YOUR GOAL >> Return the listing word for word, as given.

▽

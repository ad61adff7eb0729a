//! State Registry - 인터프리터 전역 키-값 런타임 상태
//!
//! 키마다 원자적으로 교체되는 값 핸들을 담은 slot 하나를 가진다.
//! 읽기는 다른 키의 쓰기를 막지 않으며, 이전 값 또는 새 값 중 하나만
//! 보인다 (부분 쓰기는 보이지 않음).

use super::ident::{Identifier, IdentifierTable, RegistryId, WellKnownKey};
use super::value::RuntimeValue;
use crate::{Error, Result};
use arc_swap::ArcSwapOption;
use parking_lot::{RwLock, RwLockReadGuard};
use std::any::Any;
use std::sync::atomic::{AtomicU64, Ordering};
use std::sync::Arc;
use tracing::{debug, info, trace};

type Slot = Arc<ArcSwapOption<RuntimeValue>>;

// ============================================================================
// RegistryState - lifecycle
// ============================================================================

/// Registry 생명주기
#[derive(Debug, Clone, Copy, PartialEq, Eq)]
pub enum RegistryState {
    /// 생성됨, 인터프리터 시작 전
    Uninitialized,
    /// 읽기/쓰기 가능
    Running,
    /// 종료됨, 모든 값 해제
    Finalized,
}

impl std::fmt::Display for RegistryState {
    fn fmt(&self, f: &mut std::fmt::Formatter<'_>) -> std::fmt::Result {
        match self {
            Self::Uninitialized => write!(f, "uninitialized"),
            Self::Running => write!(f, "running"),
            Self::Finalized => write!(f, "finalized"),
        }
    }
}

// ============================================================================
// StateRegistry
// ============================================================================

/// 인터프리터 전역 런타임 값 저장소
///
/// 인터프리터당 하나, 명시적으로 전달한다. 문자열 키는 처음 쓸 때
/// identifier slot으로 인터닝된다. 자주 쓰는 호출자는 [`Identifier`]를 한 번
/// 해석한 뒤 `*_by_identifier` 메서드를 사용한다.
pub struct StateRegistry {
    id: RegistryId,

    /// 생명주기. 모든 연산 동안 읽기 잠금을 유지해 종료가 쓰기와 겹치지 않음
    state: RwLock<RegistryState>,

    /// 이름 -> slot
    idents: RwLock<IdentifierTable>,

    /// 값 slot (identifier slot 인덱스)
    slots: RwLock<Vec<Slot>>,

    /// `next_serial` 카운터. 값 삭제나 교체와 무관하게 증가만 한다
    serial: AtomicU64,
}
//! Config - 런타임 설정
//!
//! - `runtime.rs` - RuntimeConfig / PipelineConfig

mod runtime;

pub use runtime::{PipelineConfig, RuntimeConfig, SYSSTATE_CONFIG_FILE};
//! Interpreter - registry 하나와 그 transformer pipeline의 소유자
//!
//! 인터프리터마다 자체 [`StateRegistry`]를 가지며, 같은 프로세스의
//! 인터프리터끼리 공유하는 상태는 없다.

use crate::transformer::{PipelineSnapshot, TransformerPipeline};
use std::sync::Arc;
use sysstate_foundation::{RegistryId, Result, RuntimeConfig, StateRegistry};
use tracing::{info, warn};

/// 인터프리터 인스턴스 하나의 전역 상태
pub struct Interpreter<A, C> {
    config: RuntimeConfig,
    registry: Arc<StateRegistry>,
    pipeline: TransformerPipeline<A, C>,
}

impl<A: 'static, C: 'static> Interpreter<A, C> {
    /// Registry 생성/초기화 후 빈 pipeline 연결
    ///
    /// 빌더로 만든 설정도 여기서 검증한다.
    pub fn start(config: RuntimeConfig) -> Result<Self> {
        config.validate()?;

        let registry = Arc::new(StateRegistry::new());
        registry.initialize()?;

        let pipeline = TransformerPipeline::new(Arc::clone(&registry), config.pipeline.clone())?;
        info!("[{}] Interpreter started", registry.id());

        Ok(Self {
            config,
            registry,
            pipeline,
        })
    }

    /// Registry ID (인터프리터 식별용)
    pub fn id(&self) -> RegistryId {
        self.registry.id()
    }

    /// 시작 시 사용한 설정
    pub fn config(&self) -> &RuntimeConfig {
        &self.config
    }

    /// 인터프리터 전역 registry
    pub fn registry(&self) -> &Arc<StateRegistry> {
        &self.registry
    }

    /// Transformer pipeline
    pub fn pipeline(&self) -> &TransformerPipeline<A, C> {
        &self.pipeline
    }

    /// 실행 중인지
    pub fn is_running(&self) -> bool {
        self.registry.is_running()
    }

    /// 컴파일용 snapshot
    pub fn snapshot(&self) -> Result<PipelineSnapshot<A, C>> {
        self.pipeline.snapshot()
    }

    /// 현재 pipeline으로 unit 하나 컴파일
    pub fn compile_unit<F>(&self, ast: A, codegen: F) -> Result<C>
    where
        F: FnOnce(A) -> anyhow::Result<C>,
    {
        self.pipeline.compile_unit(ast, codegen)
    }

    /// Pipeline 비우고 registry 종료
    ///
    /// 이미 종료된 경우 `InvalidState`.
    pub fn shutdown(&self) -> Result<()> {
        let removed = self.pipeline.clear()?;
        self.registry.finalize()?;
        info!(
            "[{}] Interpreter shut down ({} transformers released)",
            self.registry.id(),
            removed
        );
        Ok(())
    }
}

impl<A, C> Drop for Interpreter<A, C> {
    fn drop(&mut self) {
        if self.registry.is_running() {
            if let Err(e) = self.registry.finalize() {
                warn!("[{}] Finalize on drop failed: {}", self.registry.id(), e);
            }
        }
    }
}

impl<A, C> std::fmt::Debug for Interpreter<A, C> {
    fn fmt(&self, f: &mut std::fmt::Formatter<'_>) -> std::fmt::Result {
        f.debug_struct("Interpreter")
            .field("registry", &self.registry.id())
            .field("state", &self.registry.state())
            .field("config", &self.config)
            .finish()
    }
}

#[cfg(test)]
mod tests {
    use super::*;
    use sysstate_foundation::{Error, RegistryState, RuntimeValue};

    type Interp = Interpreter<Vec<String>, Vec<u8>>;

    #[test]
    fn test_start_and_shutdown() {
        let interp = Interp::start(RuntimeConfig::default()).unwrap();
        assert!(interp.is_running());
        assert!(interp.pipeline().is_empty().unwrap());

        interp
            .pipeline()
            .register(RuntimeValue::new(()), "a", None, None)
            .unwrap();
        interp.shutdown().unwrap();

        assert_eq!(interp.registry().state(), RegistryState::Finalized);
        assert!(matches!(interp.shutdown().unwrap_err(), Error::InvalidState(_)));
    }

    #[test]
    fn test_config_reaches_pipeline() {
        let interp = Interp::start(RuntimeConfig::new().require_hook(true)).unwrap();
        assert!(interp.config().pipeline.require_hook);

        let err = interp
            .pipeline()
            .register(RuntimeValue::new(()), "inert", None, None)
            .unwrap_err();
        assert!(matches!(err, Error::InvalidArgument(_)));
    }

    #[test]
    fn test_start_rejects_invalid_builder_config() {
        let err = Interp::start(RuntimeConfig::new().max_transformers(0)).unwrap_err();
        assert!(matches!(err, Error::Config(_)));
    }

    #[test]
    fn test_default_config_matches_new() {
        let interp = Interp::start(RuntimeConfig::default()).unwrap();
        assert_eq!(interp.config(), &RuntimeConfig::new());
        assert_eq!(interp.config().version, 1);
    }

    #[test]
    fn test_drop_finalizes_registry() {
        let interp = Interp::start(RuntimeConfig::default()).unwrap();
        let registry = Arc::clone(interp.registry());
        drop(interp);

        assert_eq!(registry.state(), RegistryState::Finalized);
    }

    #[test]
    fn test_interpreters_are_independent() {
        let first = Interp::start(RuntimeConfig::default()).unwrap();
        let second = Interp::start(RuntimeConfig::default()).unwrap();
        assert_ne!(first.id(), second.id());

        first
            .pipeline()
            .register(RuntimeValue::new(()), "only-first", None, None)
            .unwrap();

        assert_eq!(first.pipeline().len().unwrap(), 1);
        assert!(second.pipeline().is_empty().unwrap());
    }
}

△

EXERCISE ANSWER >>
repository ad61adff7eb0729a
//! State Registry - 인터프리터 전역 키-값 런타임 상태
//!
//! 키마다 원자적으로 교체되는 값 핸들을 담은 slot 하나를 가진다.
//! 읽기는 다른 키의 쓰기를 막지 않으며, 이전 값 또는 새 값 중 하나만
//! 보인다 (부분 쓰기는 보이지 않음).

use super::ident::{Identifier, IdentifierTable, RegistryId, WellKnownKey};
use super::value::RuntimeValue;
use crate::{Error, Result};
use arc_swap::ArcSwapOption;
use parking_lot::{RwLock, RwLockReadGuard};
use std::any::Any;
use std::sync::atomic::{AtomicU64, Ordering};
use std::sync::Arc;
use tracing::{debug, info, trace};

type Slot = Arc<ArcSwapOption<RuntimeValue>>;

// ============================================================================
// RegistryState - lifecycle
// ============================================================================

/// Registry 생명주기
#[derive(Debug, Clone, Copy, PartialEq, Eq)]
pub enum RegistryState {
    /// 생성됨, 인터프리터 시작 전
    Uninitialized,
    /// 읽기/쓰기 가능
    Running,
    /// 종료됨, 모든 값 해제
    Finalized,
}

impl std::fmt::Display for RegistryState {
    fn fmt(&self, f: &mut std::fmt::Formatter<'_>) -> std::fmt::Result {
        match self {
            Self::Uninitialized => write!(f, "uninitialized"),
            Self::Running => write!(f, "running"),
            Self::Finalized => write!(f, "finalized"),
        }
    }
}

// ============================================================================
// StateRegistry
// ============================================================================

/// 인터프리터 전역 런타임 값 저장소
///
/// 인터프리터당 하나, 명시적으로 전달한다. 문자열 키는 처음 쓸 때
/// identifier slot으로 인터닝된다. 자주 쓰는 호출자는 [`Identifier`]를 한 번
/// 해석한 뒤 `*_by_identifier` 메서드를 사용한다.
pub struct StateRegistry {
    id: RegistryId,

    /// 생명주기. 모든 연산 동안 읽기 잠금을 유지해 종료가 쓰기와 겹치지 않음
    state: RwLock<RegistryState>,

    /// 이름 -> slot
    idents: RwLock<IdentifierTable>,

    /// 값 slot (identifier slot 인덱스)
    slots: RwLock<Vec<Slot>>,

    /// `next_serial` 카운터. 값 삭제나 교체와 무관하게 증가만 한다
    serial: AtomicU64,
}
//! Config - 런타임 설정
//!
//! - `runtime.rs` - RuntimeConfig / PipelineConfig

mod runtime;

pub use runtime::{PipelineConfig, RuntimeConfig, SYSSTATE_CONFIG_FILE};
//! Interpreter - registry 하나와 그 transformer pipeline의 소유자
//!
//! 인터프리터마다 자체 [`StateRegistry`]를 가지며, 같은 프로세스의
//! 인터프리터끼리 공유하는 상태는 없다.

use crate::transformer::{PipelineSnapshot, TransformerPipeline};
use std::sync::Arc;
use sysstate_foundation::{RegistryId, Result, RuntimeConfig, StateRegistry};
use tracing::{info, warn};

/// 인터프리터 인스턴스 하나의 전역 상태
pub struct Interpreter<A, C> {
    config: RuntimeConfig,
    registry: Arc<StateRegistry>,
    pipeline: TransformerPipeline<A, C>,
}

impl<A: 'static, C: 'static> Interpreter<A, C> {
    /// Registry 생성/초기화 후 빈 pipeline 연결
    ///
    /// 빌더로 만든 설정도 여기서 검증한다.
    pub fn start(config: RuntimeConfig) -> Result<Self> {
        config.validate()?;

        let registry = Arc::new(StateRegistry::new());
        registry.initialize()?;

        let pipeline = TransformerPipeline::new(Arc::clone(&registry), config.pipeline.clone())?;
        info!("[{}] Interpreter started", registry.id());

        Ok(Self {
            config,
            registry,
            pipeline,
        })
    }

    /// Registry ID (인터프리터 식별용)
    pub fn id(&self) -> RegistryId {
        self.registry.id()
    }

    /// 시작 시 사용한 설정
    pub fn config(&self) -> &RuntimeConfig {
        &self.config
    }

    /// 인터프리터 전역 registry
    pub fn registry(&self) -> &Arc<StateRegistry> {
        &self.registry
    }

    /// Transformer pipeline
    pub fn pipeline(&self) -> &TransformerPipeline<A, C> {
        &self.pipeline
    }

    /// 실행 중인지
    pub fn is_running(&self) -> bool {
        self.registry.is_running()
    }

    /// 컴파일용 snapshot
    pub fn snapshot(&self) -> Result<PipelineSnapshot<A, C>> {
        self.pipeline.snapshot()
    }

    /// 현재 pipeline으로 unit 하나 컴파일
    pub fn compile_unit<F>(&self, ast: A, codegen: F) -> Result<C>
    where
        F: FnOnce(A) -> anyhow::Result<C>,
    {
        self.pipeline.compile_unit(ast, codegen)
    }

    /// Pipeline 비우고 registry 종료
    ///
    /// 이미 종료된 경우 `InvalidState`.
    pub fn shutdown(&self) -> Result<()> {
        let removed = self.pipeline.clear()?;
        self.registry.finalize()?;
        info!(
            "[{}] Interpreter shut down ({} transformers released)",
            self.registry.id(),
            removed
        );
        Ok(())
    }
}

impl<A, C> Drop for Interpreter<A, C> {
    fn drop(&mut self) {
        if self.registry.is_running() {
            if let Err(e) = self.registry.finalize() {
                warn!("[{}] Finalize on drop failed: {}", self.registry.id(), e);
            }
        }
    }
}

impl<A, C> std::fmt::Debug for Interpreter<A, C> {
    fn fmt(&self, f: &mut std::fmt::Formatter<'_>) -> std::fmt::Result {
        f.debug_struct("Interpreter")
            .field("registry", &self.registry.id())
            .field("state", &self.registry.state())
            .field("config", &self.config)
            .finish()
    }
}

#[cfg(test)]
mod tests {
    use super::*;
    use sysstate_foundation::{Error, RegistryState, RuntimeValue};

    type Interp = Interpreter<Vec<String>, Vec<u8>>;

    #[test]
    fn test_start_and_shutdown() {
        let interp = Interp::start(RuntimeConfig::default()).unwrap();
        assert!(interp.is_running());
        assert!(interp.pipeline().is_empty().unwrap());

        interp
            .pipeline()
            .register(RuntimeValue::new(()), "a", None, None)
            .unwrap();
        interp.shutdown().unwrap();

        assert_eq!(interp.registry().state(), RegistryState::Finalized);
        assert!(matches!(interp.shutdown().unwrap_err(), Error::InvalidState(_)));
    }

    #[test]
    fn test_config_reaches_pipeline() {
        let interp = Interp::start(RuntimeConfig::new().require_hook(true)).unwrap();
        assert!(interp.config().pipeline.require_hook);

        let err = interp
            .pipeline()
            .register(RuntimeValue::new(()), "inert", None, None)
            .unwrap_err();
        assert!(matches!(err, Error::InvalidArgument(_)));
    }

    #[test]
    fn test_start_rejects_invalid_builder_config() {
        let err = Interp::start(RuntimeConfig::new().max_transformers(0)).unwrap_err();
        assert!(matches!(err, Error::Config(_)));
    }

    #[test]
    fn test_default_config_matches_new() {
        let interp = Interp::start(RuntimeConfig::default()).unwrap();
        assert_eq!(interp.config(), &RuntimeConfig::new());
        assert_eq!(interp.config().version, 1);
    }

    #[test]
    fn test_drop_finalizes_registry() {
        let interp = Interp::start(RuntimeConfig::default()).unwrap();
        let registry = Arc::clone(interp.registry());
        drop(interp);

        assert_eq!(registry.state(), RegistryState::Finalized);
    }

    #[test]
    fn test_interpreters_are_independent() {
        let first = Interp::start(RuntimeConfig::default()).unwrap();
        let second = Interp::start(RuntimeConfig::default()).unwrap();
        assert_ne!(first.id(), second.id());

        first
            .pipeline()
            .register(RuntimeValue::new(()), "only-first", None, None)
            .unwrap();

        assert_eq!(first.pipeline().len().unwrap(), 1);
        assert!(second.pipeline().is_empty().unwrap());
    }
}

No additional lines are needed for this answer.